Major chip vendors that target the data networking space have created proprietary runtime executives as a part of their multi-core strategy. The goal of these executives is to create an easy way to dedicate SOC to an application with minimal overhead, i.e. maximize the performance of the underlying hardware. These proprietary executives do a great job at removing the overhead of an operating system (proprietary or Linux), however they all introduce a complex proprietary runtime environment on the underlying hardware. As such they require different compilers and lack sophisticated debug, trace, and analysis tools typically associated with Linux. This creates two major problems: greater overhead for development and maintenance of a product and the inability for a developer to debug or optimize an application in the executive environment.
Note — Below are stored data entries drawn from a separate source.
//! Single-slot broadcast cell for the origin dimension.
//!
//! Holds the current value, the one-shot waiters parked until the next
//! [`OriginCell::set`], and the persistent watchers called on every set.
//! Waiting once and watching are separate operations.

use super::StoreError;
use super::observers::{SubscriptionId, Subscribers};
use crate::types::ImageDimension;
use futures::FutureExt;
use futures::channel::oneshot;
use std::pin::Pin;
use std::task::{Context, Poll};

#[derive(Debug, Default)]
pub struct OriginCell {
    value: Option<ImageDimension>,
    waiters: Vec<oneshot::Sender<ImageDimension>>,
    watchers: Subscribers<ImageDimension>,
}

impl OriginCell {
    pub fn new() -> Self {
        Self::default()
    }

    pub fn get(&self) -> Option<&ImageDimension> {
        self.value.as_ref()
    }

    /// Store `value`, resolve every pending waiter with it, then call the
    /// watchers in subscription order.
    pub fn set(&mut self, value: ImageDimension) {
        let value = self.value.insert(value);
        for waiter in self.waiters.drain(..) {
            // A dropped receiver just means nobody is waiting anymore.
            let _ = waiter.send(value.clone());
        }
        self.watchers.notify(value);
    }

    /// Resolves immediately with the current value, or with the value of
    /// the next [`set`](Self::set).
    pub fn wait(&mut self) -> OriginWait {
        match &self.value {
            Some(value) => OriginWait {
                state: WaitState::Ready(Some(value.clone())),
            },
            None => {
                let (tx, rx) = oneshot::channel();
                self.waiters.push(tx);
                OriginWait {
                    state: WaitState::Pending(rx),
                }
            }
        }
    }

    /// Call `callback` now if a value exists, then on every future set.
    pub fn watch(
        &mut self,
        mut callback: impl FnMut(&ImageDimension) + Send + 'static,
    ) -> SubscriptionId {
        if let Some(value) = &self.value {
            callback(value);
        }
        self.watchers.subscribe(callback)
    }

    pub fn unwatch(&mut self, id: SubscriptionId) -> bool {
        self.watchers.unsubscribe(id)
    }

    pub fn pending_waiters(&self) -> usize {
        self.waiters.len()
    }

    pub fn watcher_count(&self) -> usize {
        self.watchers.len()
    }

    /// Forget the value, drop pending waiters (they resolve with
    /// [`StoreError::OriginWaitCancelled`]) and remove all watchers.
    pub fn reset(&mut self) {
        self.value = None;
        self.waiters.clear();
        self.watchers.clear();
    }
}

#[derive(Debug)]
enum WaitState {
    Ready(Option<ImageDimension>),
    Pending(oneshot::Receiver<ImageDimension>),
}

/// Future returned by [`OriginCell::wait`].
#[derive(Debug)]
#[must_use = "futures do nothing unless awaited"]
pub struct OriginWait {
    state: WaitState,
}

impl Future for OriginWait {
    type Output = Result<ImageDimension, StoreError>;

    fn poll(self: Pin<&mut Self>, cx: &mut Context<'_>) -> Poll<Self::Output> {
        match &mut self.get_mut().state {
            WaitState::Ready(value) => Poll::Ready(value.take().ok_or(StoreError::OriginWaitCancelled)),
            WaitState::Pending(rx) => rx
                .poll_unpin(cx)
                .map(|result| result.map_err(|_| StoreError::OriginWaitCancelled)),
        }
    }
}
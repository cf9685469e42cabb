//! End-to-end jobs through the dispatcher with both isolation units.
//!
//! The process cases spawn the real `grumpy-image worker` binary built for
//! this test run.

use grumpy_image::dispatcher::{Dispatcher, JobError, self_test_job};
use grumpy_image::imaging::RustBackend;
use grumpy_image::launcher::{ProcessLauncher, ThreadLauncher, WorkerLauncher};
use grumpy_image::security::Limits;
use grumpy_image::types::{DownloadState, ImageDimension, ImageDimensionsResizeJob, ImageFormat};
use std::io::{Cursor, Read};
use std::path::PathBuf;
use std::time::Duration;

const TIMEOUT: Duration = Duration::from_secs(15);

fn worker_binary() -> PathBuf {
    PathBuf::from(env!("CARGO_BIN_EXE_grumpy-image"))
}

fn process_launcher() -> Box<dyn WorkerLauncher> {
    Box::new(ProcessLauncher::new(
        vec![worker_binary()],
        vec!["worker".to_string()],
    ))
}

fn thread_launcher() -> Box<dyn WorkerLauncher> {
    Box::new(ThreadLauncher::new(RustBackend::new(), Limits::default()))
}

fn dispatcher(launcher: Box<dyn WorkerLauncher>) -> Dispatcher {
    Dispatcher::new(launcher, Limits::default(), TIMEOUT)
}

fn entry_names(zip: &[u8]) -> Vec<String> {
    let mut archive = zip::ZipArchive::new(Cursor::new(zip)).unwrap();
    (0..archive.len())
        .map(|i| archive.by_index(i).unwrap().name().to_string())
        .collect()
}

fn entry_size(zip: &[u8], name: &str) -> (u32, u32) {
    let mut archive = zip::ZipArchive::new(Cursor::new(zip)).unwrap();
    let mut bytes = Vec::new();
    archive.by_name(name).unwrap().read_to_end(&mut bytes).unwrap();
    let img = image::load_from_memory(&bytes).unwrap();
    (img.width(), img.height())
}

fn gradient_png(width: u32, height: u32) -> Vec<u8> {
    let img = image::RgbImage::from_fn(width, height, |x, y| {
        image::Rgb([(x * 7 % 256) as u8, (y * 5 % 256) as u8, 128])
    });
    let mut out = Vec::new();
    img.write_to(&mut Cursor::new(&mut out), image::ImageFormat::Png)
        .unwrap();
    out
}

fn png_dim(name: &str, width: u32, height: u32) -> ImageDimension {
    ImageDimension::new(name, width, height, ImageFormat::Png)
}

// =========================================================================
// 1x1 PNG scenario
// =========================================================================

fn assert_self_test_archive(state: DownloadState) {
    let zip = state.zip_buffer().expect("job should succeed").to_vec();
    assert!(!zip.is_empty());
    assert_eq!(entry_names(&zip), ["test.png", "test_resized.png"]);
    assert_eq!(entry_size(&zip, "test.png"), (1, 1));
    assert_eq!(entry_size(&zip, "test_resized.png"), (2, 2));
}

#[test]
fn self_test_job_through_thread_launcher() {
    assert_self_test_archive(dispatcher(thread_launcher()).submit(self_test_job()));
}

#[test]
fn self_test_job_through_worker_process() {
    assert_self_test_archive(dispatcher(process_launcher()).submit(self_test_job()));
}

// =========================================================================
// Larger jobs
// =========================================================================

#[test]
fn archive_preserves_requested_order_across_process_boundary() {
    let job = ImageDimensionsResizeJob::new(
        gradient_png(64, 48),
        png_dim("photo", 64, 48),
        vec![
            png_dim("photo-32x24", 32, 24),
            ImageDimension::new("photo-16x12", 16, 12, ImageFormat::Jpeg),
            png_dim("photo-8x6", 8, 6),
        ],
    );
    let zip = dispatcher(process_launcher()).submit_job(job).unwrap();
    assert_eq!(
        entry_names(&zip),
        ["photo.png", "photo-32x24.png", "photo-16x12.jpeg", "photo-8x6.png"]
    );
    assert_eq!(entry_size(&zip, "photo-16x12.jpeg"), (16, 12));
}

#[test]
fn transform_failure_discards_earlier_outputs() {
    for launcher in [thread_launcher(), process_launcher()] {
        let job = ImageDimensionsResizeJob::new(
            gradient_png(8, 8),
            png_dim("origin", 8, 8),
            vec![
                png_dim("first", 4, 4),
                ImageDimension::new("broken", 4, 4, ImageFormat::parse("heic")),
                png_dim("last", 2, 2),
            ],
        );
        let state = dispatcher(launcher).submit(job);
        assert!(state.zip_buffer().is_none());
        let failure = state.error().unwrap();
        assert_eq!(failure.kind.code(), "transform_failure");
        assert!(failure.message.contains("broken"), "{}", failure.message);
    }
}

// =========================================================================
// Failures before and around the worker
// =========================================================================

#[test]
fn invalid_dimensions_rejected_without_spawning() {
    let missing = Box::new(ProcessLauncher::new(
        vec![PathBuf::from("/nonexistent/grumpy-image")],
        vec!["worker".to_string()],
    ));
    let too_many: Vec<ImageDimension> = (0..21).map(|i| png_dim(&format!("d{i}"), 2, 2)).collect();
    let job = ImageDimensionsResizeJob::new(gradient_png(4, 4), png_dim("o", 4, 4), too_many);

    let err = dispatcher(missing).submit_job(job).unwrap_err();
    assert!(matches!(err, JobError::InvalidDimensions(_)), "{err}");
}

#[test]
fn missing_worker_binary_reports_spawn_failure() {
    let missing = Box::new(ProcessLauncher::new(
        vec![PathBuf::from("/nonexistent/grumpy-image")],
        vec!["worker".to_string()],
    ));
    let dispatcher = dispatcher(missing);
    let err = dispatcher.submit_job(self_test_job()).unwrap_err();
    assert_eq!(err.code(), "worker_spawn_failure");
    assert_eq!(dispatcher.slots().current(), 0);
}

#[test]
fn corrupt_image_is_a_transform_failure_not_a_crash() {
    let mut bytes = gradient_png(4, 4);
    bytes.truncate(30);
    let job = ImageDimensionsResizeJob::new(bytes, png_dim("o", 4, 4), vec![png_dim("s", 2, 2)]);
    let err = dispatcher(process_launcher()).submit_job(job).unwrap_err();
    assert!(matches!(err, JobError::Transform(_)), "{err}");
}
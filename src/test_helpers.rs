//! Shared test utilities for the grumpy-image test suite.
//!
//! Provides in-memory image fixtures, ready-made dimensions and jobs, and
//! archive inspection helpers.
//!
//! # Usage
//!
//! ```ignore
//! use crate::test_helpers::*;
//!
//! let job = sample_job(tiny_png(), &[("test_resized", 2, 2)]);
//! let zip = run_somehow(job);
//! assert_eq!(zip_entry_names(&zip), ["test.png", "test_resized.png"]);
//! ```

use crate::dispatcher::PROBE_PNG;
use crate::types::{ImageDimension, ImageDimensionsResizeJob, ImageFormat};
use image::{ImageEncoder, RgbImage};
use std::io::Cursor;

// =========================================================================
// Image fixtures
// =========================================================================

/// A valid 1×1 grayscale+alpha PNG.
pub fn tiny_png() -> Vec<u8> {
    PROBE_PNG.to_vec()
}

fn gradient(width: u32, height: u32) -> RgbImage {
    RgbImage::from_fn(width, height, |x, y| {
        image::Rgb([(x % 256) as u8, (y % 256) as u8, 128])
    })
}

/// A valid JPEG of the given size with a simple gradient.
pub fn synthetic_jpeg(width: u32, height: u32) -> Vec<u8> {
    let img = gradient(width, height);
    let mut out = Vec::new();
    image::codecs::jpeg::JpegEncoder::new(&mut out)
        .write_image(img.as_raw(), width, height, image::ExtendedColorType::Rgb8)
        .unwrap();
    out
}

/// A valid PNG of the given size with a simple gradient.
pub fn synthetic_png(width: u32, height: u32) -> Vec<u8> {
    let img = gradient(width, height);
    let mut out = Vec::new();
    image::codecs::png::PngEncoder::new(&mut out)
        .write_image(img.as_raw(), width, height, image::ExtendedColorType::Rgb8)
        .unwrap();
    out
}

// =========================================================================
// Dimensions and jobs
// =========================================================================

/// A PNG dimension at quality 80.
pub fn sample_dimension(filename: &str, width: u32, height: u32) -> ImageDimension {
    ImageDimension::new(filename, width, height, ImageFormat::Png)
}

/// Job over `image` with a 1×1 `test` origin and the given `(name, w, h)` targets.
pub fn sample_job(image: Vec<u8>, targets: &[(&str, u32, u32)]) -> ImageDimensionsResizeJob {
    ImageDimensionsResizeJob::new(
        image,
        sample_dimension("test", 1, 1),
        targets
            .iter()
            .map(|&(name, w, h)| sample_dimension(name, w, h))
            .collect(),
    )
}

// =========================================================================
// Archive inspection
// =========================================================================

/// Entry names of a ZIP archive, in archive order. Panics on a bad archive.
pub fn zip_entry_names(zip: &[u8]) -> Vec<String> {
    let mut archive = zip::ZipArchive::new(Cursor::new(zip)).expect("valid zip archive");
    (0..archive.len())
        .map(|i| archive.by_index(i).unwrap().name().to_string())
        .collect()
}

/// Contents of one ZIP entry. Panics if the entry is missing.
pub fn zip_entry(zip: &[u8], name: &str) -> Vec<u8> {
    use std::io::Read;
    let mut archive = zip::ZipArchive::new(Cursor::new(zip)).expect("valid zip archive");
    let mut file = archive
        .by_name(name)
        .unwrap_or_else(|_| panic!("entry '{name}' not found"));
    let mut out = Vec::new();
    file.read_to_end(&mut out).unwrap();
    out
}
use crate::{PassResourceAccessSyncType, RenderPassApi};

use super::{
    graph::{
        PassResourceAccessType, PassResourceRef, RecordedPass, RenderGraph, RgComputePipeline,
        RgComputePipelineHandle, TypeEquals,
    },
    resource::*,
};

use lustre_backend::{vk_sync::AccessType, vulkan::shader::*, BackendError};
use std::{marker::PhantomData, path::Path};

/// Accesses a pass may declare for its inputs. The frame is compute and
/// transfer work only, so attachment and vertex-input accesses are rejected
/// outright rather than silently scheduled.
fn is_declarable_read(access_type: AccessType) -> bool {
    matches!(
        access_type,
        AccessType::IndirectBuffer
            | AccessType::ComputeShaderReadSampledImageOrUniformTexelBuffer
            | AccessType::AnyShaderReadSampledImageOrUniformTexelBuffer
            | AccessType::AnyShaderReadOther
            | AccessType::TransferRead
    )
}

fn is_declarable_write(access_type: AccessType) -> bool {
    matches!(
        access_type,
        AccessType::ComputeShaderWrite | AccessType::AnyShaderWrite | AccessType::TransferWrite
    )
}

pub struct PassBuilder<'rg> {
    pub(crate) rg: &'rg mut RenderGraph,
    #[allow(dead_code)]
    pub(crate) pass_idx: usize,
    pub(crate) pass: Option<RecordedPass>,
}

impl<'s> Drop for PassBuilder<'s> {
    fn drop(&mut self) {
        self.rg.record_pass(self.pass.take().unwrap())
    }
}

impl<'rg> PassBuilder<'rg> {
    pub fn create<Desc: ResourceDesc>(
        &mut self,
        desc: Desc,
    ) -> Handle<<Desc as ResourceDesc>::Resource>
    where
        Desc: TypeEquals<Other = <<Desc as ResourceDesc>::Resource as Resource>::Desc>,
    {
        self.rg.create(desc)
    }

    fn write_impl<Res: Resource>(
        &mut self,
        handle: &mut Handle<Res>,
        access_type: AccessType,
        sync_type: PassResourceAccessSyncType,
    ) -> Ref<Res, GpuUav> {
        assert!(
            is_declarable_write(access_type),
            "{:?} is not a write access this pipeline performs",
            access_type
        );

        // Multiple writes or mixing of reads and writes within a pass is
        // valid with non-overlapping views, so there is no runtime aliasing
        // check here.
        let pass = self.pass.as_mut().unwrap();
        pass.write.push(PassResourceRef {
            handle: handle.raw,
            access: PassResourceAccessType::new(access_type, sync_type),
        });

        Ref {
            desc: handle.desc.clone(),
            handle: handle.raw.next_version(),
            marker: PhantomData,
        }
    }

    pub fn write<Res: Resource>(
        &mut self,
        handle: &mut Handle<Res>,
        access_type: AccessType,
    ) -> Ref<Res, GpuUav> {
        self.write_impl(handle, access_type, PassResourceAccessSyncType::AlwaysSync)
    }

    /// Like [`PassBuilder::write`], but skips the execution barrier against
    /// the previous pass when that pass wrote with the same access. Used by
    /// the ray passes that append to disjoint regions of shared counters.
    pub fn write_no_sync<Res: Resource>(
        &mut self,
        handle: &mut Handle<Res>,
        access_type: AccessType,
    ) -> Ref<Res, GpuUav> {
        self.write_impl(
            handle,
            access_type,
            PassResourceAccessSyncType::SkipSyncIfSameAccessType,
        )
    }

    pub fn read<Res: Resource>(
        &mut self,
        handle: &Handle<Res>,
        access_type: AccessType,
    ) -> Ref<Res, GpuSrv> {
        assert!(
            is_declarable_read(access_type),
            "{:?} is not a read access this pipeline performs",
            access_type
        );

        let pass = self.pass.as_mut().unwrap();
        pass.read.push(PassResourceRef {
            handle: handle.raw,
            access: PassResourceAccessType::new(
                access_type,
                PassResourceAccessSyncType::SkipSyncIfSameAccessType,
            ),
        });

        Ref {
            desc: handle.desc.clone(),
            handle: handle.raw,
            marker: PhantomData,
        }
    }

    pub fn register_compute_pipeline(&mut self, path: impl AsRef<Path>) -> RgComputePipelineHandle {
        let desc = ComputePipelineDesc::builder()
            .compute_spv(path.as_ref().to_owned())
            .build()
            .unwrap();
        self.register_compute_pipeline_with_desc(desc)
    }

    pub fn register_compute_pipeline_with_desc(
        &mut self,
        mut desc: ComputePipelineDesc,
    ) -> RgComputePipelineHandle {
        let id = self.rg.compute_pipelines.len();

        for (set_idx, layout) in &self.rg.predefined_descriptor_set_layouts {
            desc.descriptor_set_opts[*set_idx as usize] = Some((
                *set_idx,
                DescriptorSetLayoutOpts::builder()
                    .replace(layout.bindings.clone())
                    .build()
                    .unwrap(),
            ));
        }

        self.rg.compute_pipelines.push(RgComputePipeline { desc });

        RgComputePipelineHandle { id }
    }

    pub fn render(
        mut self,
        render: impl (FnOnce(&mut RenderPassApi) -> Result<(), BackendError>) + 'static,
    ) {
        let prev = self
            .pass
            .as_mut()
            .unwrap()
            .render_fn
            .replace(Box::new(render));

        assert!(prev.is_none());
    }
}

#[cfg(test)]
mod tests {
    use super::*;
    use lustre_backend::ash::vk;

    #[test]
    #[should_panic(expected = "not a read access")]
    fn vertex_buffer_reads_are_rejected() {
        let mut rg = RenderGraph::new();
        let buf = rg.create(BufferDesc::new_gpu_only(
            256,
            vk::BufferUsageFlags::STORAGE_BUFFER,
        ));

        let mut pass = rg.add_pass("bogus read");
        pass.read(&buf, AccessType::VertexBuffer);
    }

    #[test]
    #[should_panic(expected = "not a write access")]
    fn attachment_writes_are_rejected() {
        let mut rg = RenderGraph::new();
        let mut img = rg.create(ImageDesc::new_2d(vk::Format::R8G8B8A8_UNORM, [16, 16]));

        let mut pass = rg.add_pass("bogus write");
        pass.write(&mut img, AccessType::ColorAttachmentWrite);
    }
}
MontaVista's Bare Metal Engine removes the problems developers have been experiencing due to the inability to debug with semi executives. With the BME tool suite, MontaVista delivers a common toolset for compiling, profiling, tracing, and debugging in Linux and Bare Metal applications. BME has been measured to exceed 99% of a semiconductor's runtime executive performance. BME can also be extended to any processor architecture creating even greater benefits to NEPs using more than one multi-core SOC vendor, by providing greater application portability.
For the next generation of network equipment, scaling performance to 40Gbps and 100Gpbs is important, but the demands put on this equipment will hardly be homogenous. While multi-core SOC's offer new possibilities for combining multiple applications on a single chip, the next frontier for the data plane is the ability to dynamically reconfigure a line card for the changes in network demands. This ability to hot swap bare metal applications as needed without affecting services will be a key differentiator in making the data plane more powerful and efficient. Bare Metal Engine gives developers the ability to design systems that can instantly reallocate SOC resources based on traffic demands without rebooting. This can be reallocation between the control plane and data plane, or even reallocating the Bare Metal applications between IP Sec and IP Forwarding, for example.
"In the past the only way a developer could get this level of performance was by running an application with a semi library in 'bare metal' directly on the hardware. This was great for performance, but not convenient for development and debugging. Developers had to choose between tools and performance," said Patrick MacCartee Director of Product Management. "No longer does this choice have to be made. With MontaVista's Bare Metal Engine developers get the benefits in both worlds! Bare metal performance previously only found in a semi's proprietary executive, with the tools and support of a Linux ecosystem."
MontaVista's Bare Metal Engine is currently available for the Cavium OCTEON(TM) II family of processors, with multi-core Intel and ARM processor support available in the near future.